La recente istanza di interpello n. 283/2023, ha riesaminato le condizioni che legittimano la non imponibilità della triangolazione all’esportazione (art. 8 co. 1 lettera a) DPR 633/1972).
La fattispecie esaminata è la seguente:
una società italiana, in qualità di promotore, acquista beni presso i propri fornitori italiani con resa EXW o FCA e successivamente vende i beni ai propri clienti, extra UE, dopo aver eseguito test di collaudo; il promotore cura altresì il trasporto per la spedizione dei beni nel territorio extra UE.
In linea di principio l’art. 8, comma 1, lettera a) DPR n. 633 del 1972, assume come requisito essenziale, ai fini della classificazione di una cessione di beni come operazione “triangolare” all’esportazione, la circostanza che il trasporto o spedizione dei beni all’estero avvenga a cura o nome del primo cedente, anche per incarico del proprio cessionario, senza che il cessionario entri in possesso dei beni nel territorio nazionale.
L’interpretazione autentica della suddetta disposizione (art.13, comma 1, L. n. 413/1991), aveva circoscritto la rilevanza delle modalità e dell’intestazione della fattura del trasporto, elevando a prova essenziale di regolarità nella triangolazione la vidimazione apposta dall’ufficio doganale su un esemplare della fattura emessa dal primo cedente nei confronti del promotore della triangolazione, nonché su un esemplare della fattura emessa dal promotore nei confronti del cliente finale, destinatario finale dei beni.
Ancora, i giudici di legittimità (Corte di Cassazione sentenza n. 13951 del 24.06.2011) avevano statuito che ”un’operazione triangolare, per essere considerata come cessione all’esportazione, non presuppone necessariamente che il trasporto dei beni nell’altro ”Stato membro” avvenga ”a cura o a nome del cedente”, in quanto lo scopo della norma è più limitatamente quello di evitare operazioni fraudolente le quali si verificherebbero se il cessionario nazionale potesse decidere di esportare i beni in un altro ”Stato membro” autonomamente, ossia al di fuori di un preventivo regolamento contrattuale con il cedente.

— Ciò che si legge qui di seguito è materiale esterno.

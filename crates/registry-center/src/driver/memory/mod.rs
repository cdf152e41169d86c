//! In-memory coordination ensemble.
//!
//! A complete in-process stand-in for a coordination service: hierarchical
//! nodes, the four create modes, digest ACLs, subtree watches and
//! ephemeral nodes tied to session lifetime. Sessions connect only to
//! endpoints the ensemble currently serves.

mod tree;

use std::{
    collections::HashSet,
    sync::{Arc, Mutex, MutexGuard, PoisonError, RwLock},
    time::Duration,
};

use async_trait::async_trait;
use futures::StreamExt;
use registry_core::{
    CoordinationDriver, DigestCredential, DriverSession, SessionId, SessionState, Stat, StoreError,
    traits::{CreateOptions, SessionOptions, WatchStream},
};
use tokio::sync::{mpsc, watch};
use tokio_stream::wrappers::UnboundedReceiverStream;
use uuid::Uuid;

use self::tree::{Caller, Tree};

struct Ensemble {
    tree: Mutex<Tree>,
    endpoints: RwLock<HashSet<String>>,
}

impl Ensemble {
    fn tree(&self) -> MutexGuard<'_, Tree> {
        self.tree.lock().unwrap_or_else(PoisonError::into_inner)
    }

    fn reachable<'a>(&self, servers: &'a [String]) -> Option<&'a str> {
        let endpoints = self.endpoints.read().unwrap_or_else(PoisonError::into_inner);
        servers
            .iter()
            .find(|s| endpoints.contains(s.as_str()))
            .map(String::as_str)
    }
}

/// In-process coordination ensemble.
///
/// Cloning shares the same tree.
#[derive(Clone)]
pub struct MemoryEnsemble {
    inner: Arc<Ensemble>,
}

impl Default for MemoryEnsemble {
    fn default() -> Self {
        Self::new()
    }
}

impl MemoryEnsemble {
    /// Create an empty ensemble serving no endpoints.
    #[must_use]
    pub fn new() -> Self {
        Self {
            inner: Arc::new(Ensemble {
                tree: Mutex::new(Tree::default()),
                endpoints: RwLock::new(HashSet::new()),
            }),
        }
    }

    /// Create an ensemble already serving `addr`.
    #[must_use]
    pub fn serving(addr: impl Into<String>) -> Self {
        let ensemble = Self::new();
        ensemble.serve(addr);
        ensemble
    }

    /// Accept connections on `addr`.
    pub fn serve(&self, addr: impl Into<String>) {
        self.inner
            .endpoints
            .write()
            .unwrap_or_else(PoisonError::into_inner)
            .insert(addr.into());
    }

    /// Stop accepting new connections on `addr`. Live sessions stay up.
    pub fn unserve(&self, addr: &str) {
        self.inner
            .endpoints
            .write()
            .unwrap_or_else(PoisonError::into_inner)
            .remove(addr);
    }

    /// Driver that opens sessions against this ensemble.
    #[must_use]
    pub fn driver(&self) -> MemoryDriver {
        MemoryDriver {
            ensemble: Arc::clone(&self.inner),
        }
    }

    /// Whether a node exists, bypassing ACLs.
    #[must_use]
    pub fn contains(&self, path: &str) -> bool {
        self.inner.tree().contains(path)
    }

    /// Node payload, bypassing ACLs.
    #[must_use]
    pub fn data(&self, path: &str) -> Option<Vec<u8>> {
        self.inner.tree().data(path)
    }

    /// Number of connected sessions.
    #[must_use]
    pub fn session_count(&self) -> usize {
        self.inner.tree().session_count()
    }
}

/// Driver for a [`MemoryEnsemble`].
#[derive(Clone)]
pub struct MemoryDriver {
    ensemble: Arc<Ensemble>,
}

#[async_trait]
impl CoordinationDriver for MemoryDriver {
    async fn connect(&self, options: SessionOptions) -> Result<Arc<dyn DriverSession>, StoreError> {
        if options.servers.is_empty() {
            return Err(StoreError::BadArguments("server list is empty".to_string()));
        }
        let identity = options
            .auth
            .as_ref()
            .map(DigestCredential::from_auth_info)
            .transpose()?
            .map(|c| c.identity());

        let (state, _) = watch::channel(SessionState::Connecting);
        let session = Arc::new(MemorySession {
            id: Uuid::new_v4(),
            ensemble: Arc::clone(&self.ensemble),
            options,
            identity,
            state,
        });
        tracing::debug!(
            session_id = %session.id,
            servers = ?session.options.servers,
            session_timeout = ?session.options.session_timeout,
            connection_timeout = ?session.options.connection_timeout,
            "Starting in-memory session"
        );

        tokio::spawn(Arc::clone(&session).establish());
        Ok(session as Arc<dyn DriverSession>)
    }
}

/// A session against a [`MemoryEnsemble`].
pub struct MemorySession {
    id: SessionId,
    ensemble: Arc<Ensemble>,
    options: SessionOptions,
    identity: Option<String>,
    state: watch::Sender<SessionState>,
}

impl MemorySession {
    /// Retry connecting with the configured backoff until an endpoint is
    /// reachable or the session is closed.
    async fn establish(self: Arc<Self>) {
        let mut state_rx = self.state.subscribe();
        let mut attempt = 0u32;
        loop {
            match self.try_connect() {
                Some(true) => return,
                None => {
                    tracing::debug!(session_id = %self.id, "Session closed before connecting");
                    return;
                }
                Some(false) => {}
            }

            let backoff = self
                .options
                .retry
                .sleep_for(attempt)
                .unwrap_or_else(|| self.options.retry.max_sleep());
            attempt = attempt.saturating_add(1);
            tracing::debug!(
                session_id = %self.id,
                attempt,
                ?backoff,
                "No reachable server, retrying"
            );

            tokio::select! {
                () = tokio::time::sleep(backoff) => {}
                _ = state_rx.wait_for(|s| *s == SessionState::Closed) => return,
            }
        }
    }

    /// `Some(true)` once connected, `Some(false)` if nothing is reachable,
    /// `None` if the session was closed meanwhile.
    fn try_connect(&self) -> Option<bool> {
        let Some(server) = self.ensemble.reachable(&self.options.servers) else {
            return Some(false);
        };
        let mut tree = self.ensemble.tree();
        if *self.state.borrow() == SessionState::Closed {
            return None;
        }
        tree.open_session(self.id);
        self.state.send_replace(SessionState::Connected);
        tracing::debug!(session_id = %self.id, server, "Session connected");
        Some(true)
    }

    fn caller(&self) -> Result<Caller, StoreError> {
        match *self.state.borrow() {
            SessionState::Connected => Ok(Caller {
                id: self.id,
                identity: self.identity.clone(),
            }),
            SessionState::Connecting => Err(StoreError::ConnectionLoss),
            SessionState::Closed => Err(StoreError::SessionClosed),
        }
    }

    fn with_tree<T>(
        &self,
        f: impl FnOnce(&mut Tree, &Caller) -> Result<T, StoreError>,
    ) -> Result<T, StoreError> {
        // Close flips the state under the tree lock, so check it while held.
        let mut tree = self.ensemble.tree();
        let caller = self.caller()?;
        f(&mut tree, &caller)
    }
}

#[async_trait]
impl DriverSession for MemorySession {
    fn id(&self) -> SessionId {
        self.id
    }

    fn state(&self) -> SessionState {
        *self.state.borrow()
    }

    async fn block_until_connected(&self, timeout: Duration) -> Result<bool, StoreError> {
        let mut state_rx = self.state.subscribe();
        let waited = tokio::time::timeout(timeout, async {
            state_rx
                .wait_for(|s| *s != SessionState::Connecting)
                .await
                .map(|s| *s)
        })
        .await;

        match waited {
            Err(_) => Ok(false),
            Ok(Ok(SessionState::Connected)) => Ok(true),
            Ok(_) => Err(StoreError::SessionClosed),
        }
    }

    async fn create(
        &self,
        path: &str,
        data: &[u8],
        options: &CreateOptions,
    ) -> Result<String, StoreError> {
        self.with_tree(|tree, caller| tree.create(caller, path, data, options))
    }

    async fn get_data(&self, path: &str) -> Result<(Vec<u8>, Stat), StoreError> {
        self.with_tree(|tree, caller| tree.get_data(caller, path))
    }

    async fn set_data(&self, path: &str, data: &[u8]) -> Result<Stat, StoreError> {
        self.with_tree(|tree, caller| tree.set_data(caller, path, data))
    }

    async fn delete(&self, path: &str, recursive: bool) -> Result<(), StoreError> {
        self.with_tree(|tree, caller| tree.delete(caller, path, recursive))
    }

    async fn exists(&self, path: &str) -> Result<Option<Stat>, StoreError> {
        self.with_tree(|tree, _| tree.exists(path))
    }

    async fn get_children(&self, path: &str) -> Result<Vec<String>, StoreError> {
        self.with_tree(|tree, caller| tree.get_children(caller, path))
    }

    async fn watch(&self, path: &str) -> Result<WatchStream, StoreError> {
        let (tx, rx) = mpsc::unbounded_channel();
        self.with_tree(|tree, caller| tree.add_watcher(caller.id, path, tx))?;
        Ok(UnboundedReceiverStream::new(rx).boxed())
    }

    async fn close(&self) -> Result<(), StoreError> {
        let mut tree = self.ensemble.tree();
        if self.state.send_replace(SessionState::Closed) == SessionState::Closed {
            return Ok(());
        }
        tree.close_session(self.id);
        tracing::debug!(session_id = %self.id, "Session closed");
        Ok(())
    }
}

#[cfg(test)]
mod tests {
    use registry_core::{Acl, CreateMode, ExponentialBackoff, WatchEventKind};

    use super::*;

    fn options(servers: &[&str]) -> SessionOptions {
        SessionOptions {
            servers: servers.iter().map(ToString::to_string).collect(),
            retry: ExponentialBackoff::new(Duration::from_millis(5), 3, Duration::from_millis(10)),
            session_timeout: None,
            connection_timeout: None,
            auth: None,
        }
    }

    #[tokio::test]
    async fn test_connects_to_served_endpoint() {
        let ensemble = MemoryEnsemble::serving("zk1:2181");
        let session = ensemble
            .driver()
            .connect(options(&["zk0:2181", "zk1:2181"]))
            .await
            .unwrap();
        assert!(session.block_until_connected(Duration::from_secs(1)).await.unwrap());
        assert_eq!(session.state(), SessionState::Connected);
        assert_eq!(ensemble.session_count(), 1);
    }

    #[tokio::test]
    async fn test_unreachable_times_out() {
        let ensemble = MemoryEnsemble::new();
        let session = ensemble.driver().connect(options(&["nowhere:2181"])).await.unwrap();
        assert!(!session.block_until_connected(Duration::from_millis(20)).await.unwrap());
        assert!(matches!(session.get_data("/").await, Err(StoreError::ConnectionLoss)));
        session.close().await.unwrap();
        assert_eq!(session.state(), SessionState::Closed);
    }

    #[tokio::test]
    async fn test_connects_once_endpoint_comes_up() {
        let ensemble = MemoryEnsemble::new();
        let session = ensemble.driver().connect(options(&["late:2181"])).await.unwrap();
        assert!(!session.block_until_connected(Duration::from_millis(5)).await.unwrap());
        ensemble.serve("late:2181");
        assert!(session.block_until_connected(Duration::from_secs(1)).await.unwrap());
    }

    #[tokio::test]
    async fn test_close_removes_ephemerals_and_ends_watch() {
        let ensemble = MemoryEnsemble::serving("zk:2181");
        let driver = ensemble.driver();
        let owner = driver.connect(options(&["zk:2181"])).await.unwrap();
        let observer = driver.connect(options(&["zk:2181"])).await.unwrap();
        assert!(owner.block_until_connected(Duration::from_secs(1)).await.unwrap());
        assert!(observer.block_until_connected(Duration::from_secs(1)).await.unwrap());

        let mut own_watch = owner.watch("/").await.unwrap();
        let mut watch = observer.watch("/svc").await.unwrap();
        let opts =
            CreateOptions::new(CreateMode::Ephemeral, vec![Acl::AnyoneAll]).creating_parents();
        owner.create("/svc/a", b"up", &opts).await.unwrap();

        assert_eq!(watch.next().await.unwrap().path, "/svc");
        assert_eq!(watch.next().await.unwrap().path, "/svc/a");

        owner.close().await.unwrap();
        let deleted = watch.next().await.unwrap();
        assert_eq!(deleted.kind, WatchEventKind::NodeDeleted);
        assert_eq!(deleted.path, "/svc/a");
        assert!(!ensemble.contains("/svc/a"));
        assert!(ensemble.contains("/svc"));

        // The closed session's own watch drains then ends.
        while own_watch.next().await.is_some() {}
        assert!(matches!(owner.exists("/svc").await, Err(StoreError::SessionClosed)));
    }

    #[tokio::test]
    async fn test_digest_identity_enforced() {
        let ensemble = MemoryEnsemble::serving("zk:2181");
        let driver = ensemble.driver();
        let mut authed = options(&["zk:2181"]);
        authed.auth = Some(DigestCredential::parse("app:secret").unwrap().auth_info());
        let owner = driver.connect(authed).await.unwrap();
        let stranger = driver.connect(options(&["zk:2181"])).await.unwrap();
        assert!(owner.block_until_connected(Duration::from_secs(1)).await.unwrap());
        assert!(stranger.block_until_connected(Duration::from_secs(1)).await.unwrap());

        let opts = CreateOptions::new(CreateMode::Persistent, vec![Acl::CreatorAll]);
        owner.create("/locked", b"v", &opts).await.unwrap();
        assert_eq!(owner.get_data("/locked").await.unwrap().0, b"v");
        assert!(matches!(stranger.get_data("/locked").await, Err(StoreError::NoAuth(_))));
        assert!(matches!(stranger.set_data("/locked", b"x").await, Err(StoreError::NoAuth(_))));
    }
}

Pertanto, ad assicurare il risultato perseguito dalla norma, si rende sufficiente che la consegna al cessionario nazionale sia, per comune volontà, originariamente prevista come cessione per il trasporto e consegna a clienti residenti nell’altro ”Stato membro” e che tale previsione risulti contenuta ed esplicitata in tutta la documentazione relativa alle operazioni in questione”.
L’Agenzia delle Entrate ha ancora una volta ribadito, con riferimento alla fattispecie esaminata (attività di “procurement”) nel citato interpello, l’imponibilità IVA della prima cessione, tra il fornitore nazionale e il promotore della triangolazione non potendosi applicare l’art. 8 comma 1, lettera a) DPR 633/1972 in quanto il cessionario nazionale acquisisce sempre la disponibilità dei beni nel territorio dello Stato.